------ Data provided ------
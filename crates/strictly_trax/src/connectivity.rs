//! Win detection.
//!
//! Each player's lines form an undirected graph over occupied cells: two
//! adjacent cells are linked when the boundary between them carries that
//! player's line. Every tile gives each player exactly two edges, so every
//! node has degree at most two and each component is either a path or a
//! cycle.
//!
//! Graphs are rebuilt from the board on every query.

use crate::board::{Board, Extents};
use crate::config::GameConfig;
use crate::types::{Cell, Direction, Player};
use serde::{Deserialize, Serialize};
use std::collections::{HashMap, HashSet, VecDeque};
use tracing::{debug, instrument};

/// A line must span at least this many rows or columns to win by connection.
pub const MIN_CONNECTION_SPAN: u32 = 8;

/// Board axis crossed by a connection.
#[derive(Debug, Clone, Copy, PartialEq, Eq, Hash, Serialize, Deserialize, strum::Display)]
pub enum Axis {
    /// West edge to east edge.
    Horizontal,
    /// North edge to south edge.
    Vertical,
}

impl Axis {
    /// The two board sides this axis connects.
    pub fn sides(self) -> (Direction, Direction) {
        match self {
            Axis::Horizontal => (Direction::West, Direction::East),
            Axis::Vertical => (Direction::North, Direction::South),
        }
    }

    fn span(self, extents: &Extents) -> u32 {
        match self {
            Axis::Horizontal => extents.width(),
            Axis::Vertical => extents.height(),
        }
    }

    fn on_side(self, side: Direction, extents: &Extents, cell: Cell) -> bool {
        match side {
            Direction::North => cell.y == extents.min_y,
            Direction::South => cell.y == extents.max_y,
            Direction::West => cell.x == extents.min_x,
            Direction::East => cell.x == extents.max_x,
        }
    }
}

/// How a player won.
#[derive(Debug, Clone, Copy, PartialEq, Eq, Hash, Serialize, Deserialize)]
pub enum WinKind {
    /// A line joining opposite sides of the board.
    Connection(Axis),
    /// A closed line.
    Loop,
}

/// One winning line.
#[derive(Debug, Clone, PartialEq, Eq, Serialize, Deserialize)]
pub struct Win {
    /// Owner of the line.
    pub player: Player,
    /// Connection or loop.
    pub kind: WinKind,
    /// Cells along the line, in walking order.
    pub path: Vec<Cell>,
}

/// Adjacency list of one player's lines.
#[derive(Debug, Clone)]
pub struct PlayerGraph {
    player: Player,
    adjacency: HashMap<Cell, Vec<Cell>>,
}

impl PlayerGraph {
    /// Builds the graph of `player`'s lines on `board`.
    #[instrument(skip(board), fields(tiles = board.len()))]
    pub fn build(board: &Board, player: Player) -> Self {
        let mut adjacency = HashMap::with_capacity(board.len());
        for (cell, tile) in board.iter() {
            let links: Vec<Cell> = tile
                .edges(player)
                .into_iter()
                .filter_map(|dir| {
                    let other = cell.neighbour(dir);
                    let there = board.get(other)?;
                    (there.player_at(dir.opposite()) == player).then_some(other)
                })
                .collect();
            adjacency.insert(cell, links);
        }
        Self { player, adjacency }
    }

    /// Owner of the lines.
    pub fn player(&self) -> Player {
        self.player
    }

    /// Cells linked to `cell`.
    pub fn neighbours(&self, cell: Cell) -> &[Cell] {
        self.adjacency.get(&cell).map(Vec::as_slice).unwrap_or(&[])
    }

    /// Number of links at `cell`.
    pub fn degree(&self, cell: Cell) -> usize {
        self.neighbours(cell).len()
    }

    /// Shortest path from `from` to every cell reachable from it, as a
    /// parent map.
    fn search(&self, from: Cell) -> HashMap<Cell, Cell> {
        let mut parents = HashMap::new();
        let mut queue = VecDeque::from([from]);
        parents.insert(from, from);
        while let Some(cell) = queue.pop_front() {
            for next in self.neighbours(cell) {
                if !parents.contains_key(next) {
                    parents.insert(*next, cell);
                    queue.push_back(*next);
                }
            }
        }
        parents
    }

    /// Shortest path between two cells, both ends included.
    pub fn shortest_path(&self, from: Cell, to: Cell) -> Option<Vec<Cell>> {
        let parents = self.search(from);
        trace_back(&parents, from, to)
    }

    /// Walks every closed line in the graph.
    ///
    /// Each cell is examined at most once. A walk stops as soon as it meets
    /// a cell that is not of degree two or that an earlier walk already saw.
    pub fn loops(&self) -> Vec<Vec<Cell>> {
        let mut cells: Vec<Cell> = self.adjacency.keys().copied().collect();
        cells.sort();

        let mut seen: HashSet<Cell> = HashSet::new();
        let mut found = Vec::new();
        for start in cells {
            if !seen.insert(start) || self.degree(start) != 2 {
                continue;
            }
            let mut path = vec![start];
            let mut previous = start;
            let mut current = self.neighbours(start)[0];
            loop {
                if current == start {
                    found.push(path);
                    break;
                }
                if !seen.insert(current) || self.degree(current) != 2 {
                    break;
                }
                path.push(current);
                let links = self.neighbours(current);
                let next = if links[0] == previous { links[1] } else { links[0] };
                previous = current;
                current = next;
            }
        }
        found
    }
}

fn trace_back(parents: &HashMap<Cell, Cell>, from: Cell, to: Cell) -> Option<Vec<Cell>> {
    let mut cell = to;
    let mut path = vec![to];
    while cell != from {
        cell = *parents.get(&cell)?;
        path.push(cell);
    }
    path.reverse();
    Some(path)
}

/// First edge-to-edge line of `graph`'s player along `axis`, if any.
fn connection(board: &Board, graph: &PlayerGraph, axis: Axis) -> Option<Vec<Cell>> {
    let extents = board.extents()?;
    if axis.span(&extents) < MIN_CONNECTION_SPAN {
        return None;
    }
    let (near, far) = axis.sides();
    let exits = |side: Direction| -> Vec<Cell> {
        let mut cells: Vec<Cell> = board
            .iter()
            .filter(|(cell, tile)| {
                axis.on_side(side, &extents, *cell) && tile.player_at(side) == graph.player()
            })
            .map(|(cell, _)| cell)
            .collect();
        cells.sort();
        cells
    };

    let targets = exits(far);
    for source in exits(near) {
        let parents = graph.search(source);
        if let Some(path) = targets
            .iter()
            .find_map(|target| trace_back(&parents, source, *target))
        {
            return Some(path);
        }
    }
    None
}

/// Edge-to-edge connections for both players on both axes.
#[instrument(skip(board), fields(tiles = board.len()))]
pub fn connection_wins(board: &Board) -> Vec<Win> {
    let mut wins = Vec::new();
    for player in Player::ALL {
        let graph = PlayerGraph::build(board, player);
        for axis in [Axis::Horizontal, Axis::Vertical] {
            if let Some(path) = connection(board, &graph, axis) {
                debug!(%player, %axis, length = path.len(), "Connection found");
                wins.push(Win {
                    player,
                    kind: WinKind::Connection(axis),
                    path,
                });
            }
        }
    }
    wins
}

/// Closed loops for both players.
#[instrument(skip(board), fields(tiles = board.len()))]
pub fn loop_wins(board: &Board) -> Vec<Win> {
    let mut wins = Vec::new();
    for player in Player::ALL {
        for path in PlayerGraph::build(board, player).loops() {
            debug!(%player, length = path.len(), "Loop found");
            wins.push(Win {
                player,
                kind: WinKind::Loop,
                path,
            });
        }
    }
    wins
}

/// Every win on the board under the configured variant.
#[instrument(skip(board, config), fields(tiles = board.len()))]
pub fn evaluate(board: &Board, config: &GameConfig) -> Vec<Win> {
    let mut wins = loop_wins(board);
    if !*config.loop_variant() {
        wins.extend(connection_wins(board));
    }
    wins
}

#[cfg(test)]
mod tests {
    use super::*;
    use crate::types::Tile;

    /// White ring through the 2x2 block at the origin.
    fn ring() -> Board {
        let mut board = Board::new();
        board.set(Cell::new(0, 0), Tile::D);
        board.set(Cell::new(1, 0), Tile::F);
        board.set(Cell::new(1, 1), Tile::C);
        board.set(Cell::new(0, 1), Tile::E);
        board
    }

    #[test]
    fn test_graph_degrees() {
        let graph = PlayerGraph::build(&ring(), Player::White);
        for (cell, _) in ring().iter() {
            assert_eq!(graph.degree(cell), 2);
        }
        let red = PlayerGraph::build(&ring(), Player::Red);
        for (cell, _) in ring().iter() {
            assert_eq!(red.degree(cell), 0);
        }
    }

    #[test]
    fn test_ring_is_one_loop() {
        let loops = PlayerGraph::build(&ring(), Player::White).loops();
        assert_eq!(loops.len(), 1);
        assert_eq!(loops[0].len(), 4);
        assert!(loop_wins(&ring()).iter().all(|w| w.player == Player::White));
    }

    #[test]
    fn test_shortest_path() {
        let graph = PlayerGraph::build(&ring(), Player::White);
        let path = graph.shortest_path(Cell::new(0, 0), Cell::new(1, 1)).unwrap();
        assert_eq!(path.len(), 3);
        assert_eq!(path.first(), Some(&Cell::new(0, 0)));
        assert_eq!(path.last(), Some(&Cell::new(1, 1)));
        assert!(graph.shortest_path(Cell::new(0, 0), Cell::new(9, 9)).is_none());
    }

    #[test]
    fn test_short_line_never_connects() {
        let mut board = Board::new();
        for x in 0..7 {
            board.set(Cell::new(x, 0), Tile::B);
        }
        assert!(connection_wins(&board).is_empty());
        board.set(Cell::new(7, 0), Tile::B);
        let wins = connection_wins(&board);
        assert_eq!(wins.len(), 1);
        assert_eq!(wins[0].kind, WinKind::Connection(Axis::Horizontal));
        assert_eq!(wins[0].path.len(), 8);
    }

    #[test]
    fn test_loop_variant_ignores_connections() {
        let mut board = Board::new();
        for x in 0..8 {
            board.set(Cell::new(x, 0), Tile::B);
        }
        assert_eq!(evaluate(&board, &GameConfig::standard()).len(), 1);
        assert!(evaluate(&board, &GameConfig::loop_trax()).is_empty());
    }
}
------
* [The task]:
Show me every line of the entries above that holds "Serialize".

* [Exercise answer]:
use serde::{Deserialize, Serialize};
#[derive(Debug, Clone, Copy, PartialEq, Eq, Hash, Serialize, Deserialize, strum::Display)]
#[derive(Debug, Clone, Copy, PartialEq, Eq, Hash, Serialize, Deserialize)]
#[derive(Debug, Clone, PartialEq, Eq, Serialize, Deserialize)]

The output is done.